Custom Crypto Protocols

• Stream ciphers may share keystream state for both directions
• Concatenate ALL payloads chronologically before decryption
• Look for hardcoded keys in .rodata
• ChaCha20 keystream extraction: Send large nullbytes payload (0 XOR anything = anything)
• Alternative: Pipe ciphertext from pcap directly into the binary

PCAP Analysis

tshark -r file.pcap -Y "tcp.stream eq X" -T fields -e tcp.payload

Look for C2 communication patterns on unusual ports (e.g., port 21 not for FTP).

Hex-Encoded Payloads

• Convert hex to bytes, try common transformations: subtract 1, XOR with key

JavaScript Deobfuscation

// Replace eval with console.log
eval = console.log;
// Then run the obfuscated code

// Common patterns
unescape()           // URL decoding
String.fromCharCode() // Char codes
atob()               // Base64

PowerShell Analysis

# Common obfuscation
-enc / -EncodedCommand  # Base64 encoded
IEX / Invoke-Expression # Eval equivalent
[System.Text.Encoding]::Unicode.GetString([System.Convert]::FromBase64String($encoded))

PE Analysis

peframe malware.exe      # Quick triage
pe-sieve                 # Runtime analysis
pestudio                 # Static analysis (Windows)

Sandbox Evasion Checks

Look for:

• VM detection (VMware, VirtualBox artifacts)
• Debugger detection (IsDebuggerPresent)
• Timing checks (sleep acceleration)
• Environment checks (username, computername)
• File/registry checks for analysis tools

Network Indicators

# Extract IPs/domains
strings malware | grep -E '[0-9]{1,3}\.[0-9]{1,3}\.[0-9]{1,3}\.[0-9]{1,3}'
strings malware | grep -E '[a-zA-Z0-9.-]+\.(com|net|org|io)'

# DNS queries
tshark -r capture.pcap -Y "dns.qry.name" -T fields -e dns.qry.name | sort -u

C2 Traffic Patterns

• Beaconing: regular intervals
• Domain generation algorithms (DGA)
• Encoded/encrypted payloads
• HTTP(S) with custom headers
• DNS tunneling

Junk Code Detection

Pattern: Obfuscation adds meaningless instructions around real code

Identification:

• NOP sleds, push/pop pairs that cancel
• Arithmetic that results in zero/identity
• Dead writes (register written but never read before next write)
• Unconditional jumps to next instruction

Filtering technique:

# Identify real calls by looking for patterns
# junk, junk, junk, CALL target, junk, junk
# Extract call targets, ignore surrounding noise

def extract_real_calls(disassembly):
    calls = []
    for instr in disassembly:
        if instr.mnemonic == 'call' and not is_junk_target(instr.operand):
            calls.append(instr)
    return calls

.NET DNS-based C2

Pattern: Deobfuscated .NET malware with DNS C2

Analysis with dnSpy:

1. Find network functions (TcpClient, DnsClient, etc.)
2. Identify encoding/encryption wrappers
3. Look for command dispatch (switch on opcode)

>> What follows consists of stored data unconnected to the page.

//! Rebuild tables from saved row markup, without touching the provider.
//!
//! Runs the same row projection as a live harvest over each captured job.
//! Jobs whose output already exists are skipped, as in a harvest; point the
//! sink at a fresh location to rebuild everything.

use std::sync::Arc;

use tokio::sync::mpsc;
use tracing::{error, info, warn};

use super::pipeline::{CompletedJob, FailedJob, HarvestEvent, HarvestReport, JobError};
use crate::models::JobResult;
use crate::output::{filter_pending, HtmlCapture, OutputError, RecordSink};
use crate::scrapers::extract::parse_capture;

pub struct ReparseService {
    capture: HtmlCapture,
    sink: Arc<dyn RecordSink>,
}

impl ReparseService {
    pub fn new(capture: HtmlCapture, sink: Arc<dyn RecordSink>) -> Self {
        Self { capture, sink }
    }

    /// Reparse `job_ids`, or every captured job when the list is empty.
    pub async fn reparse(
        &self,
        job_ids: Vec<String>,
        event_tx: mpsc::Sender<HarvestEvent>,
    ) -> Result<HarvestReport, OutputError> {
        let mut report = HarvestReport::new();

        let job_ids = if job_ids.is_empty() {
            self.capture.captured_jobs().await?
        } else {
            job_ids
        };
        let completed = self.sink.completed_jobs().await?;
        let plan = filter_pending(job_ids, &completed);
        let _ = event_tx
            .send(HarvestEvent::Planned {
                pending: plan.pending.len(),
                skipped: plan.skipped.len(),
            })
            .await;
        report.skipped = plan.skipped;

        for job_id in plan.pending {
            let _ = event_tx
                .send(HarvestEvent::JobStarted {
                    job_id: job_id.clone(),
                })
                .await;
            match self.reparse_job(&job_id).await {
                Ok(done) => {
                    let _ = event_tx
                        .send(HarvestEvent::JobCompleted {
                            job_id: job_id.clone(),
                            records: done.records,
                            degraded: done.degraded,
                            path: done.output.clone(),
                        })
                        .await;
                    report.completed.push(done);
                }
                Err(e) => {
                    error!("Reparse failed: {}", e);
                    let _ = event_tx
                        .send(HarvestEvent::JobFailed {
                            job_id: job_id.clone(),
                            error: e.to_string(),
                        })
                        .await;
                    report.failed.push(FailedJob::from(&e));
                }
            }
        }

        report.finish();
        info!(
            "Reparse finished: {} completed, {} skipped, {} failed",
            report.completed.len(),
            report.skipped.len(),
            report.failed.len()
        );
        Ok(report)
    }

    async fn reparse_job(&self, job_id: &str) -> Result<CompletedJob, JobError> {
        let output_error = |source| JobError::Output {
            job_id: job_id.to_string(),
            source,
        };

        let html = self.capture.read_job(job_id).await.map_err(output_error)?;
        let records = parse_capture(job_id, &html).map_err(|source| JobError::Reparse {
            job_id: job_id.to_string(),
            source,
        })?;
        let result = JobResult {
            job_id: job_id.to_string(),
            records,
        };

        let degraded = result.degraded_count();
        if degraded > 0 {
            warn!("{}: {} saved row(s) were degraded", job_id, degraded);
        }
        let output = self.sink.write_job(&result).await.map_err(output_error)?;

        Ok(CompletedJob {
            job_id: job_id.to_string(),
            // Captures are not paged.
            pages: 0,
            records: result.len(),
            degraded,
            output,
        })
    }
}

AsmResolver for programmatic analysis:

using AsmResolver.DotNet;
var module = ModuleDefinition.FromFile("malware.dll");
foreach (var type in module.GetAllTypes()) {
    foreach (var method in type.Methods) {
        // Analyze method body
    }
}

AES-CBC in Malware

Common key derivation:

• MD5/SHA256 of hardcoded string
• Derived from timestamp or PID
• Password-based (PBKDF2)

Analysis approach:

from Crypto.Cipher import AES
from Crypto.Util.Padding import unpad
import hashlib

# Common pattern: key = MD5(password)
password = b"hardcoded_password"
key = hashlib.md5(password).digest()

# IV often first 16 bytes of ciphertext
iv = ciphertext[:16]
ct = ciphertext[16:]

cipher = AES.new(key, AES.MODE_CBC, iv)
plaintext = unpad(cipher.decrypt(ct), 16)

Password Rotation in C2

Pattern: C2 uses rotating passwords based on time/sequence

Analysis:

1. Find password generation function
2. Identify rotation trigger (time-based, message count)
3. Sync your decryptor with the rotation

def get_current_password(timestamp):
    # Password changes every hour
    hour_bucket = timestamp // 3600
    return hashlib.sha256(f"seed_{hour_bucket}".encode()).digest()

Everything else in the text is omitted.